From Hell (Moore & Campbell)

From Hell
Moore – Campbell © Guy Delcourt Productions – 2000

Cet ouvrage volumineux ausculte à la loupe l’hypothèse de Stephen KNIGHT et les faits qui, selon lui, ont permis l’existence de Jack l’Eventreur.

Pour KNIGHT, la reine Victoria aurait sollicité les francs-maçons afin de l’aider à cacher l’existence d’un enfant illégitime du Prince Albert… et ainsi couper l’herbe sous le pied aux potentielles rumeurs et au chantage dont elle pourrait faire l’objet.
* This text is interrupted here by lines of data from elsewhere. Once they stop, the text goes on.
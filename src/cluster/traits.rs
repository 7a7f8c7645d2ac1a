use crate::candidates::CandidateSet;
use crate::error::Result;
use crate::sense::SenseClustering;
use crate::signals::Signals;

/// Common interface for hard clustering of dense rows (one label per row).
pub trait Clustering {
    /// Fit the model (if needed) and return one cluster label per input row.
    fn fit_predict(&self, data: &[Vec<f32>]) -> Result<Vec<usize>>;

    /// The configured number of clusters (if applicable).
    ///
    /// For algorithms that discover the number of clusters dynamically, this returns 0.
    fn n_clusters(&self) -> usize;
}

/// A strategy that partitions a target word's candidates into sense clusters.
///
/// Implementations must return a partition covering exactly `set.candidates()`:
/// every candidate in one cluster, unclustered candidates as singletons.
pub trait SenseClusterer {
    /// Short name used to select the strategy at run time.
    fn name(&self) -> &'static str;

    /// Cluster the candidates of `set`.
    fn cluster(&self, set: &CandidateSet, signals: Signals<'_>) -> Result<SenseClustering>;
}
La théorie de KNIGHT inspire donc MOORE pour bâtir les fondations de From Hell et réaliser une fiction très réaliste qui se déroule à Londres, de 1884 à 1896, avec une partie conséquente consacrée à 1888, année des meurtres. Un prologue et un épilogue se situent dans une période plus récente (1923). On y voit deux hommes qui ne s’expliquent pas le fait d’être sortis indemnes (en apparence) de ces événements. L’influence des francs-maçons et leur rôle auprès de la couronne d’Angleterre, les enjeux de pouvoirs, les secrets d’État et la condition des femmes sont les principaux thèmes de cette œuvre qui est aussi détaillée et volumineuse qu’un roman.

Cet ouvrage me captive et me révulse à la fois. Une chronique assez difficile à faire car j’ai l’habitude de tenir compte de l’atmosphère créée par le scénario et le graphisme… et d’écouter mon ressenti sur l’ensemble. Il me semble qu’ici s’impose la nécessité de distinguer le fond et la forme.

Le fond tout d’abord : dans From Hell, nous avons un scénario hyper chiadé. MOORE une nouvelle fois fait preuve de justesse, de finesse, de diablerie tant il nous mène par le bout du nez et nous captive. Tout au long de la lecture, on ne peut que saluer l’énorme travail de recherche qu’il a réalisé pour écrire From Hell et construire une ambiance propre à cette bande-dessinée. L’intrigue, telle qu’il la construit, est aussi passionnante que crédible. MOORE nous fait entrer dans le cerveau de Jack l’Éventreur. Comment s’y prend-il ??? Quoiqu’il en soit, il parvient à nous rendre les motivations et les actes de l’assassin compréhensibles. J’en suis même venue à avoir un peu de pitié pour ce détraqué mental… Il campe un personnage à la fois habile, fragile, manipulateur et intelligent. Un Docteur Jekyll et Mister Hyde version MOORE. Ma-gni-fique !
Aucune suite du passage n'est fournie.